PC Mag
Google has acquired Slide, a San Francisco-based manufacturer of social apps for sites like Facebook, MySpace, Bebo, Friendster, and Google's own Orkut. While both companies have yet to acknowledge the acquisition, The New York Times has reportedly confirmed the story, which was first broken by the TechCrunch blog.
According to two sources at The Times, Google will pay somewhere in the neighborhood of $228 million for Slide, the company behind such family-friend apps as SuperPoke, FunSpace, Top Friends, and Rock Riot.

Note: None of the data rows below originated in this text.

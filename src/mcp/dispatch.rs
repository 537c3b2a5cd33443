//! JSON-RPC 2.0 request routing for our MCP server.

use serde_json::{Map, json};

use super::tools::ToolRegistry;
use crate::prelude::*;

/// The MCP protocol revision we speak.
pub const PROTOCOL_VERSION: &str = "2024-11-05";

/// The name we report in `initialize`.
pub const SERVER_NAME: &str = "azure-ocr";

/// Invalid JSON was received.
pub const PARSE_ERROR: i64 = -32700;
/// The JSON sent is not a valid request object.
pub const INVALID_REQUEST: i64 = -32600;
/// The method does not exist.
pub const METHOD_NOT_FOUND: i64 = -32601;

/// A JSON-RPC error object.
#[derive(Clone, Debug, PartialEq, Serialize)]
pub struct RpcError {
    pub code: i64,
    pub message: String,
}

impl RpcError {
    fn new(code: i64, message: impl Into<String>) -> Self {
        Self {
            code,
            message: message.into(),
        }
    }
}

/// A JSON-RPC response. Exactly one of `result` and `error` is present.
#[derive(Debug, Serialize)]
struct Response {
    jsonrpc: &'static str,
    id: Value,
    #[serde(skip_serializing_if = "Option::is_none")]
    result: Option<Value>,
    #[serde(skip_serializing_if = "Option::is_none")]
    error: Option<RpcError>,
}

impl Response {
    fn new(id: Value, outcome: Result<Value, RpcError>) -> Self {
        let (result, error) = match outcome {
            Ok(result) => (Some(result), None),
            Err(error) => (None, Some(error)),
        };
        Self {
            jsonrpc: "2.0",
            id,
            result,
            error,
        }
    }

    fn to_bytes(&self) -> Result<Vec<u8>> {
        serde_json::to_vec(self).context("failed to serialize response")
    }
}

/// Is this the client's "initialization finished" notification?
fn is_initialized_notification(method: &str) -> bool {
    matches!(method, "initialized" | "notifications/initialized")
}

/// Decodes JSON-RPC requests, routes them, and encodes responses.
pub struct RpcDispatcher {
    tools: ToolRegistry,
}

impl RpcDispatcher {
    /// Create a dispatcher serving `tools`.
    pub fn new(tools: ToolRegistry) -> Self {
        Self { tools }
    }

    /// Handle one incoming message, returning the encoded response, if any.
    ///
    /// Notifications (requests without an `id`, or with a null one) never get
    /// a response.
    pub async fn dispatch(&self, frame: &[u8]) -> Result<Option<Vec<u8>>> {
        let message = match serde_json::from_slice::<Value>(frame) {
            Ok(message) => message,
            Err(err) => {
                warn!("Received invalid JSON: {err}");
                let error = RpcError::new(PARSE_ERROR, "Parse error");
                return Response::new(Value::Null, Err(error)).to_bytes().map(Some);
            }
        };

        let id = message.get("id").cloned();
        let Some(method) = message.get("method").and_then(Value::as_str) else {
            warn!("Received a message without a method");
            let error = RpcError::new(INVALID_REQUEST, "Invalid Request");
            return Response::new(id.unwrap_or(Value::Null), Err(error))
                .to_bytes()
                .map(Some);
        };

        // `initialized` is acknowledged by silence, even if a client sends an id.
        if is_initialized_notification(method) {
            debug!(method, "Client finished initializing");
            return Ok(None);
        }

        let Some(id) = id.filter(|id| !id.is_null()) else {
            debug!(method, "Received notification");
            return Ok(None);
        };

        let empty_params = Value::Object(Map::new());
        let params = message.get("params").unwrap_or(&empty_params);
        debug!(method, %id, "Received request");
        let outcome = self.handle_request(method, params).await;
        Response::new(id, outcome).to_bytes().map(Some)
    }

    /// Run a single request.
    async fn handle_request(&self, method: &str, params: &Value) -> Result<Value, RpcError> {
        match method {
            "initialize" => Ok(json!({
                "protocolVersion": PROTOCOL_VERSION,
                "serverInfo": {
                    "name": SERVER_NAME,
                    "version": env!("CARGO_PKG_VERSION"),
                },
                "capabilities": {
                    "tools": {},
                },
            })),
            "ping" => Ok(json!({})),
            "tools/list" => Ok(json!({ "tools": self.tools.descriptors() })),
            "tools/call" => Ok(self.call_tool(params).await),
            _ => Err(RpcError::new(
                METHOD_NOT_FOUND,
                format!("Method not found: {method}"),
            )),
        }
    }

    /// Call a tool, turning any failure into an `isError` result.
    async fn call_tool(&self, params: &Value) -> Value {
        match self.try_call_tool(params).await {
            Ok(text) => json!({
                "content": [{ "type": "text", "text": text }],
            }),
            Err(err) => {
                warn!("Tool call failed: {err:#}");
                json!({
                    "content": [{ "type": "text", "text": format!("Error: {err:#}") }],
                    "isError": true,
                })
            }
        }
    }

    async fn try_call_tool(&self, params: &Value) -> Result<String> {
        let name = params
            .get("name")
            .and_then(Value::as_str)
            .ok_or_else(|| anyhow!("missing required argument: name"))?;
        let tool = self
            .tools
            .get(name)
            .ok_or_else(|| anyhow!("unknown tool: {name}"))?;
        let empty_args = Map::new();
        let args = match params.get("arguments") {
            None | Some(Value::Null) => &empty_args,
            Some(Value::Object(args)) => args,
            Some(_) => return Err(anyhow!("tool arguments must be an object")),
        };
        tool.call(args).await
    }
}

The acquisition seems to reinforce a recent series of rumors surrounding the creation of a Google-owned casual gaming site that blogs are currently referring to as "Google Games." While also has yet to confirm the creation of such a site, CEO Eric Schmidt came fairly close in a recent interview, stating, "We have understood for a long time that social stuff is very important. The question that's in everyone's minds is why are we trying to create a competitor to Facebook, and the answer is we're not going to create a competitor to Facebook. It's something different."
Google has also reportedly invested $150 million in Zynga, the company behind such uber successful social gaming titles as Mafia War and Farmville.
Whether the investment in such gaming companies would play a major role in the creation of the rumored Google social network, Google Me, also has yet to be seen.